Breaking the Forth Wall: Shanda’s Venture into Television

17 Nov

By Gordon Chu | Tuesday, November 17, 2009

Very little surprises me about pop culture in China, but I have to admit it took me a very long time to wrap my head around the magnitude of online games. From MMORPG (massively multiplayer online role-playing games) to fun casual games, online games are a staple in the pop culture of China’s youth.

The latest figure for the online game market is just shy of 27.5 billion yuan – or close to a little over $4B (USD). While the current numbers fall short compared to that of the United States (currently first in the world), China is expected to grow up to 68 billion yuan ($10B USD) accounting for almost half of the world market by 2012. While I do take these figures with a grain of salt, it’s hard to argue against general consensus on the growth opportunity of online games in China.

Currently, the online game marketed by Shanda, ‘Aion’ is the latest buzz – or, at least the very least, for the foreseeable future. While I have the upmost faith in the game’s ability to continue to dominate the online game market, they really have not been around for all that long. Just one year ago, it was all about Blizzard’s ‘World of Warcraft’ until regulatory restrictions and time lag significantly sapped Blizzard’s momentum to continue its growing market share.

And so, Shanda was quick to pick up where Blizzard had left off and poached the online community with Shanda’s adoption of Korea’s most popular MMORPG, ‘Aion’. Just to give you an idea of the magnitude of ‘Aion’ in China today, in a corner of Tai Jiang City (Zheijiang Province) lies the future home of an amusement park around the central theme of the popular game. In the latest report released by Shanda, there are over 6.8M online players and continues to grow since its beta release in April 2009.

I see the game’s growth as more of a strategic move by Shanda and, frankly, am not all that surprised by the initial success. Looking at Shanda, it appears that luck always seem to find its way to them and with the latest news on Shanda’s joint venture with Hunan TV, I would not be surprised if luck strikes again and could very well be the biggest pay off yet.

I admit, I am a big fan of Shanda. They are quintessentially on the cutting edge on both their online game strategy as well as their aspirations to be a true multi-platform media company.
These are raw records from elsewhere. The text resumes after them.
//! Packing of outbound messages into transport-legal batches.
//!
//! Packing is a single greedy pass over the input: each message goes into the batch
//! currently being built, and that batch is closed as soon as either the entry count
//! or the cumulative body size would exceed its limit. Input order is preserved within
//! and across batches.

use std::collections::HashMap;

use rand::Rng;
use serde_json::Value;
use sha2::{Digest, Sha256};

use crate::{
    backoff,
    error::Error,
    message::{Outbound, SendFailure},
};

/// Maximum number of entries in one batch call.
pub const MAX_BATCH_ENTRIES: usize = 10;

/// Maximum size of a single message body, and of all bodies in a batch, in bytes.
pub const MAX_MESSAGE_BYTES: usize = 262_144;

/// Maximum length of a batch entry id.
pub const MAX_ENTRY_ID_LEN: usize = 80;

/// One entry of a batch call, in the shape the transport sends it.
#[derive(Debug, Clone, PartialEq, Eq)]
pub struct BatchEntry {
    /// Unique within its batch
    pub id: String,
    /// The serialized message body
    pub body: String,
    pub delay_seconds: u32,
    /// Attempt count after this send, carried as a message attribute
    pub attempts: u32,
    pub group_id: Option<String>,
    pub deduplication_id: Option<String>,
}

#[derive(Debug, Clone, Copy, PartialEq, Eq)]
pub struct BatchLimits {
    pub max_entries: usize,
    pub max_bytes: usize,
    pub max_message_bytes: usize,
}

impl Default for BatchLimits {
    fn default() -> Self {
        Self {
            max_entries: MAX_BATCH_ENTRIES,
            max_bytes: MAX_MESSAGE_BYTES,
            max_message_bytes: MAX_MESSAGE_BYTES,
        }
    }
}

/// A batch under construction, keyed by entry id.
///
/// Keeps each entry next to the message it was built from so transport results can be
/// mapped back to the caller's messages.
#[derive(Debug)]
pub struct Batch<M> {
    entries: Vec<BatchEntry>,
    messages: Vec<M>,
    index: HashMap<String, usize>,
    bytes: usize,
}

impl<M> Default for Batch<M> {
    fn default() -> Self {
        Self {
            entries: Vec::new(),
            messages: Vec::new(),
            index: HashMap::new(),
            bytes: 0,
        }
    }
}

impl<M> Batch<M> {
    pub fn len(&self) -> usize {
        self.entries.len()
    }

    pub fn is_empty(&self) -> bool {
        self.entries.is_empty()
    }

    /// Cumulative size of the entry bodies, in bytes.
    pub fn bytes(&self) -> usize {
        self.bytes
    }

    pub fn entries(&self) -> &[BatchEntry] {
        &self.entries
    }

    pub fn messages(&self) -> &[M] {
        &self.messages
    }

    /// Inserts an entry, replacing any entry with the same id in place.
    ///
    /// Returns the message whose entry was replaced.
    fn insert(&mut self, entry: BatchEntry, message: M) -> Option<M> {
        match self.index.get(&entry.id) {
            Some(&i) => {
                self.bytes = self.bytes - self.entries[i].body.len() + entry.body.len();
                self.entries[i] = entry;
                Some(std::mem::replace(&mut self.messages[i], message))
            }
            None => {
                self.bytes += entry.body.len();
                self.index.insert(entry.id.clone(), self.entries.len());
                self.entries.push(entry);
                self.messages.push(message);
                None
            }
        }
    }

    /// Splits the batch into the entries to send and an id → message table.
    pub fn into_parts(self) -> (Vec<BatchEntry>, MessageTable<M>) {
        let slots = self
            .entries
            .iter()
            .map(|entry| entry.id.clone())
            .zip(self.messages.into_iter().map(Some))
            .collect();
        (
            self.entries,
            MessageTable {
                index: self.index,
                slots,
            },
        )
    }
}

/// The messages of a sent batch, looked up by entry id.
#[derive(Debug)]
pub struct MessageTable<M> {
    index: HashMap<String, usize>,
    slots: Vec<(String, Option<M>)>,
}

impl<M> MessageTable<M> {
    /// Takes the message for `id`. Unknown ids, and ids already taken, yield `None`.
    pub fn take(&mut self, id: &str) -> Option<M> {
        let &i = self.index.get(id)?;
        self.slots[i].1.take()
    }

    /// Messages not taken yet, in batch order.
    pub fn into_remaining(self) -> impl Iterator<Item = (String, M)> {
        self.slots
            .into_iter()
            .filter_map(|(id, message)| message.map(|m| (id, m)))
    }
}

/// Output of [`Packer::pack`].
#[derive(Debug)]
pub struct Packed<M> {
    pub batches: Vec<Batch<M>>,
    /// Messages that can never be sent (too large, or not serializable)
    pub rejected: Vec<SendFailure<M>>,
    /// Messages whose entry was replaced by a later message with the same id
    pub deduplicated: Vec<M>,
}

impl<M> Default for Packed<M> {
    fn default() -> Self {
        Self {
            batches: Vec::new(),
            rejected: Vec::new(),
            deduplicated: Vec::new(),
        }
    }
}

#[derive(Debug, Clone, Default, bon::Builder)]
pub struct Packer {
    #[builder(default)]
    limits: BatchLimits,
    /// Body field whose value is used as the entry id instead of a content hash
    #[builder(into)]
    unique_key: Option<String>,
    /// Upper bound of the random delay, in seconds
    jitter_ceiling: Option<u32>,
}

impl Packer {
    /// Packs `messages` into batches.
    ///
    /// Every packed or rejected message has its `attempts` incremented once. The delay is
    /// computed from the count before the increment, and is always zero for FIFO
    /// messages.
    pub fn pack<M, R>(&self, messages: Vec<M>, rng: &mut R) -> Packed<M>
    where
        M: Outbound,
        R: Rng + ?Sized,
    {
        let mut packed = Packed::default();
        let mut current = Batch::default();

        for mut message in messages {
            let inner = message.message_mut();
            // FIFO queues only accept a queue-level delay
            let delay_seconds = if inner.is_fifo() {
                0
            } else {
                backoff::delay(inner.attempts, self.jitter_ceiling, rng)
            };
            inner.attempts = inner.attempts.saturating_add(1);
            let serialized = serde_json::to_string(&inner.body);

            let body = match serialized {
                Ok(body) => body,
                Err(e) => {
                    packed.rejected.push(SendFailure {
                        message,
                        error: e.into(),
                    });
                    continue;
                }
            };

            let bytes = body.len();
            if bytes > self.limits.max_message_bytes {
                tracing::warn!(bytes, "Message is too large to be sent");
                packed.rejected.push(SendFailure {
                    message,
                    error: Error::OversizedMessage {
                        bytes,
                        limit: self.limits.max_message_bytes,
                    },
                });
                continue;
            }

            if !current.is_empty()
                && (current.bytes() + bytes > self.limits.max_bytes
                    || current.len() >= self.limits.max_entries)
            {
                tracing::debug!(
                    entries = current.len(),
                    bytes = current.bytes(),
                    "Closing batch"
                );
                packed.batches.push(std::mem::take(&mut current));
            }

            let inner = message.message();
            let entry = BatchEntry {
                id: self.entry_id(&body),
                delay_seconds,
                attempts: inner.attempts,
                group_id: inner.delivery.group_id().map(str::to_owned),
                deduplication_id: inner.delivery.deduplication_id().map(str::to_owned),
                body,
            };

            if let Some(replaced) = current.insert(entry, message) {
                tracing::debug!("Replaced a batch entry with a duplicate id");
                packed.deduplicated.push(replaced);
            }
        }

        if !current.is_empty() {
            packed.batches.push(current);
        }

        packed
    }

    /// The entry id for a serialized body: the unique key's value if configured and
    /// present, a SHA-256 of the body otherwise. Truncated to [`MAX_ENTRY_ID_LEN`].
    fn entry_id(&self, body: &str) -> String {
        let keyed = self.unique_key.as_deref().and_then(|key| {
            let Ok(Value::Object(mut fields)) = serde_json::from_str::<Value>(body) else {
                return None;
            };
            match fields.remove(key)? {
                Value::String(s) => Some(s),
                other => Some(other.to_string()),
            }
        });

        match keyed {
            Some(id) if !id.is_empty() => id.chars().take(MAX_ENTRY_ID_LEN).collect(),
            _ => {
                let mut id = sha256_hex(body.as_bytes());
                id.truncate(MAX_ENTRY_ID_LEN);
                id
            }
        }
    }
}

pub fn sha256_hex(data: &[u8]) -> String {
    let mut hasher = Sha256::new();
    hasher.update(data);
    hex::encode(hasher.finalize())
}
//! Year range picker with bounded start and end inputs.

use crate::state::AppState;
use dioxus::prelude::*;
use green_dashboard::{ControlEvent, ControlId, ControlValue};
use green_data::YearRange;

/// Start/end year inputs for a year-range control.
///
/// Inputs are clamped to the control's bounds, and moving one end past the
/// other drags the other end along, so the range stays valid.
#[component]
pub fn YearRangePicker(control: ControlId) -> Element {
    let mut state = use_context::<AppState>();
    let (bounds, current) = match state.session.read().as_ref() {
        Some(session) => (
            session.registry().year_bounds(control),
            session.state().years(control),
        ),
        None => (None, None),
    };
    let (Some(bounds), Some(current)) = (bounds, current) else {
        return rsx! {};
    };

    let on_start_change = move |evt: Event<FormData>| {
        if let Ok(start) = evt.value().trim().parse::<i32>() {
            let start = start.clamp(bounds.start(), bounds.end());
            if let Some(range) = YearRange::new(start, current.end().max(start)) {
                state.apply(ControlEvent::new(control, ControlValue::Years(range)));
            }
        }
    };

    let on_end_change = move |evt: Event<FormData>| {
        if let Ok(end) = evt.value().trim().parse::<i32>() {
            let end = end.clamp(bounds.start(), bounds.end());
            if let Some(range) = YearRange::new(current.start().min(end), end) {
                state.apply(ControlEvent::new(control, ControlValue::Years(range)));
            }
        }
    };

    let label = control.label();
    let (min, max) = (bounds.start(), bounds.end());
    let (start, end) = (current.start(), current.end());

    rsx! {
        div {
            style: "margin: 8px 0; display: flex; flex-direction: column; gap: 4px;",
            span { style: "font-weight: bold;", "{label}" }
            div {
                style: "display: flex; gap: 8px; align-items: center;",
                input {
                    r#type: "number",
                    value: "{start}",
                    min: "{min}",
                    max: "{max}",
                    style: "width: 72px;",
                    onchange: on_start_change,
                }
                "to"
                input {
                    r#type: "number",
                    value: "{end}",
                    min: "{min}",
                    max: "{max}",
                    style: "width: 72px;",
                    onchange: on_end_change,
                }
            }
        }
    }
}
//! Control registry and control state.
//!
//! Each control has a stable key (used as the DOM id), a label, a domain and
//! a default. [`ControlState`] only ever holds values inside those domains:
//! changes go through [`ControlRegistry::validate`] first.

use crate::config::DashboardConfig;
use crate::error::ControlError;
use green_chart::{LowerSelection, UpperSelection};
use green_data::dataset::AGGREGATE_LABEL;
use green_data::{Dataset, Grouping, Measurement, RegionScope, YearRange};
use serde::Serialize;
use std::collections::BTreeMap;
use std::fmt;
use std::str::FromStr;

/// Selector value meaning "no comparison grouping".
pub const NO_COMPARISON: &str = "-none-";

/// Every user-adjustable control on the page.
#[derive(Debug, Clone, Copy, PartialEq, Eq, Hash, PartialOrd, Ord, Serialize)]
pub enum ControlId {
    Region,
    Comparison,
    Measurement,
    Years,
    LowerRegion,
    LowerMeasurement,
    LowerYears,
}

impl ControlId {
    pub const ALL: [ControlId; 7] = [
        ControlId::Region,
        ControlId::Comparison,
        ControlId::Measurement,
        ControlId::Years,
        ControlId::LowerRegion,
        ControlId::LowerMeasurement,
        ControlId::LowerYears,
    ];

    /// Stable identifier, also used as the input's DOM id.
    pub fn key(self) -> &'static str {
        match self {
            ControlId::Region => "prov",
            ControlId::Comparison => "comp",
            ControlId::Measurement => "meas",
            ControlId::Years => "years",
            ControlId::LowerRegion => "prov2",
            ControlId::LowerMeasurement => "meas2",
            ControlId::LowerYears => "years2",
        }
    }

    pub fn label(self) -> &'static str {
        match self {
            ControlId::Region | ControlId::LowerRegion => "Select Province:",
            ControlId::Comparison => "Municipality Comparison Method:",
            ControlId::Measurement | ControlId::LowerMeasurement => "Greenness Index:",
            ControlId::Years | ControlId::LowerYears => "Display Year Range:",
        }
    }
}

impl fmt::Display for ControlId {
    fn fmt(&self, f: &mut fmt::Formatter<'_>) -> fmt::Result {
        f.write_str(self.key())
    }
}

impl FromStr for ControlId {
    type Err = ControlError;

    fn from_str(s: &str) -> Result<Self, Self::Err> {
        ControlId::ALL
            .into_iter()
            .find(|id| id.key() == s)
            .ok_or_else(|| ControlError::Unknown(s.to_string()))
    }
}

/// A control's current or candidate value.
#[derive(Debug, Clone, PartialEq, Eq, Serialize)]
pub enum ControlValue {
    Choice(String),
    Years(YearRange),
}

impl ControlValue {
    pub fn choice(value: impl Into<String>) -> Self {
        ControlValue::Choice(value.into())
    }
}

impl fmt::Display for ControlValue {
    fn fmt(&self, f: &mut fmt::Formatter<'_>) -> fmt::Result {
        match self {
            ControlValue::Choice(s) => f.write_str(s),
            ControlValue::Years(range) => write!(f, "{}", range),
        }
    }
}

/// The values a control accepts.
#[derive(Debug, Clone, PartialEq, Serialize)]
pub enum Domain {
    /// One of an enumerated list of options, in display order.
    Choice(Vec<String>),
    /// Any year range inside the bounds.
    Years(YearRange),
}

impl Domain {
    pub fn admits(&self, value: &ControlValue) -> bool {
        match (self, value) {
            (Domain::Choice(options), ControlValue::Choice(v)) => options.contains(v),
            (Domain::Years(bounds), ControlValue::Years(range)) => range.within(bounds),
            _ => false,
        }
    }
}

/// Declaration of one control.
#[derive(Debug, Clone, PartialEq, Serialize)]
pub struct Control {
    pub id: ControlId,
    pub label: &'static str,
    pub domain: Domain,
    pub default: ControlValue,
}

/// All controls of the dashboard, with domains derived from the dataset.
#[derive(Debug, Clone)]
pub struct ControlRegistry {
    controls: Vec<Control>,
}

impl ControlRegistry {
    pub fn new(dataset: &Dataset, config: &DashboardConfig) -> Self {
        let regions = dataset.regions().to_vec();
        let mut upper_regions = Vec::with_capacity(regions.len() + 1);
        upper_regions.push(AGGREGATE_LABEL.to_string());
        upper_regions.extend(regions.iter().cloned());

        let comparisons: Vec<String> = std::iter::once(NO_COMPARISON.to_string())
            .chain(Grouping::ALL.iter().map(|g| g.label().to_string()))
            .collect();
        let measurements: Vec<String> = Measurement::ALL
            .iter()
            .map(|m| m.label().to_string())
            .collect();

        let lower_default = regions
            .iter()
            .find(|r| **r == config.lower_default_region)
            .or_else(|| regions.first())
            .cloned()
            .unwrap_or_default();

        let bounds = config.year_bounds;
        let control = |id: ControlId, domain: Domain, default: ControlValue| Control {
            id,
            label: id.label(),
            domain,
            default,
        };

        let controls = vec![
            control(
                ControlId::Region,
                Domain::Choice(upper_regions),
                ControlValue::choice(AGGREGATE_LABEL),
            ),
            control(
                ControlId::Comparison,
                Domain::Choice(comparisons),
                ControlValue::choice(NO_COMPARISON),
            ),
            control(
                ControlId::Measurement,
                Domain::Choice(measurements.clone()),
                ControlValue::choice(Measurement::Ndvi.label()),
            ),
            control(
                ControlId::Years,
                Domain::Years(bounds),
                ControlValue::Years(bounds),
            ),
            control(
                ControlId::LowerRegion,
                Domain::Choice(regions),
                ControlValue::Choice(lower_default),
            ),
            control(
                ControlId::LowerMeasurement,
                Domain::Choice(measurements),
                ControlValue::choice(Measurement::Ndvi.label()),
            ),
            control(
                ControlId::LowerYears,
                Domain::Years(bounds),
                ControlValue::Years(bounds),
            ),
        ];
        Self { controls }
    }

    pub fn get(&self, id: ControlId) -> Option<&Control> {
        self.controls.iter().find(|c| c.id == id)
    }

    /// Options of a choice control, in display order.
    pub fn options(&self, id: ControlId) -> &[String] {
        match self.get(id).map(|c| &c.domain) {
            Some(Domain::Choice(options)) => options,
            _ => &[],
        }
    }

    /// Bounds of a year-range control.
    pub fn year_bounds(&self, id: ControlId) -> Option<YearRange> {
        match self.get(id).map(|c| &c.domain) {
            Some(Domain::Years(bounds)) => Some(*bounds),
            _ => None,
        }
    }

    /// Check that `value` fits the domain of `id`.
    pub fn validate(&self, id: ControlId, value: &ControlValue) -> Result<(), ControlError> {
        let control = self
            .get(id)
            .ok_or_else(|| ControlError::Unknown(id.key().to_string()))?;
        match (&control.domain, value) {
            (Domain::Choice(_), ControlValue::Years(_)) => Err(ControlError::WrongKind {
                id,
                expected: "a choice",
            }),
            (Domain::Years(_), ControlValue::Choice(_)) => Err(ControlError::WrongKind {
                id,
                expected: "a year range",
            }),
            (domain, value) if domain.admits(value) => Ok(()),
            _ => Err(ControlError::OutOfDomain {
                id,
                value: value.to_string(),
            }),
        }
    }

    /// A state holding every control's default.
    pub fn defaults(&self) -> ControlState {
        ControlState {
            values: self
                .controls
                .iter()
                .map(|c| (c.id, c.default.clone()))
                .collect(),
        }
    }
}

/// Current values of all controls at one point in time.
#[derive(Debug, Clone, PartialEq)]
pub struct ControlState {
    values: BTreeMap<ControlId, ControlValue>,
}

impl ControlState {
    pub fn get(&self, id: ControlId) -> Option<&ControlValue> {
        self.values.get(&id)
    }

    pub fn choice(&self, id: ControlId) -> Option<&str> {
        match self.values.get(&id) {
            Some(ControlValue::Choice(s)) => Some(s),
            _ => None,
        }
    }

    pub fn years(&self, id: ControlId) -> Option<YearRange> {
        match self.values.get(&id) {
            Some(ControlValue::Years(range)) => Some(*range),
            _ => None,
        }
    }

    /// Store a value already validated by the registry. Returns whether it changed.
    pub(crate) fn set(&mut self, id: ControlId, value: ControlValue) -> bool {
        match self.values.get(&id) {
            Some(current) if *current == value => false,
            _ => {
                self.values.insert(id, value);
                true
            }
        }
    }

    fn measurement(&self, id: ControlId) -> Result<Measurement, ControlError> {
        let label = self.choice(id).ok_or(ControlError::WrongKind {
            id,
            expected: "a choice",
        })?;
        label.parse().map_err(|_| ControlError::OutOfDomain {
            id,
            value: label.to_string(),
        })
    }

    fn year_range(&self, id: ControlId) -> Result<YearRange, ControlError> {
        self.years(id).ok_or(ControlError::WrongKind {
            id,
            expected: "a year range",
        })
    }

    /// Typed view of the distribution chart's controls.
    pub fn upper_selection(&self) -> Result<UpperSelection, ControlError> {
        let region = self.choice(ControlId::Region).ok_or(ControlError::WrongKind {
            id: ControlId::Region,
            expected: "a choice",
        })?;
        let comparison = self
            .choice(ControlId::Comparison)
            .ok_or(ControlError::WrongKind {
                id: ControlId::Comparison,
                expected: "a choice",
            })?;
        let grouping = if comparison == NO_COMPARISON {
            None
        } else {
            Some(
                comparison
                    .parse::<Grouping>()
                    .map_err(|_| ControlError::OutOfDomain {
                        id: ControlId::Comparison,
                        value: comparison.to_string(),
                    })?,
            )
        };
        Ok(UpperSelection {
            scope: RegionScope::from_label(region),
            grouping,
            measurement: self.measurement(ControlId::Measurement)?,
            years: self.year_range(ControlId::Years)?,
        })
    }

    /// Typed view of the ordinal chart's controls.
    pub fn lower_selection(&self) -> Result<LowerSelection, ControlError> {
        let region = self
            .choice(ControlId::LowerRegion)
            .ok_or(ControlError::WrongKind {
                id: ControlId::LowerRegion,
                expected: "a choice",
            })?;
        Ok(LowerSelection {
            region: region.to_string(),
            measurement: self.measurement(ControlId::LowerMeasurement)?,
            years: self.year_range(ControlId::LowerYears)?,
        })
    }
}
/// Error types for chart rendering
use thiserror::Error;

/// A render that could not produce a chart.
///
/// Non-fatal: the affected output slot shows a placeholder while the rest of
/// the dashboard keeps working.
#[derive(Error, Debug, Clone, PartialEq)]
pub enum RenderError {
    /// Filtering left nothing to plot
    #[error("No observations for {scope} in {years}")]
    NoData { scope: String, years: String },

    /// The selection cannot be plotted at all
    #[error("Invalid selection: {0}")]
    InvalidSelection(String),
}

/// Type alias for Results using RenderError
pub type Result<T> = std::result::Result<T, RenderError>;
They may be the leading entertainment media company, but complacency is certainly is not in their vocabulary and are extremely active in breaking out of their niche and extend their footprint in the media industry.

In 2006, Shanda introduced their Chinese version of the set-top TV box (think Apple TV) called Shanda EZ-Pod. The concept was to integrate the television and PC experience in an interactive entertainment platform. Sounds easy, right? Unfortunately, the EZ-Pod failed to make any significant penetration in the China market mainly due to the fact the China market was simply not ready yet. Regardless, you have to admire the ambitious nature of Shanda to horizontally integrate itself from PC to the television set.

The EZ-Pod is just one example of Shanda’s business history (albeit a good example). They’ve dabbled as a private equity company investing in emerging game studios as well as entering the mobile market with the acquisition of a mobile entertainment service company in June 2009. Some ideas will work, some will not; however, I think this new venture will be the best bet yet.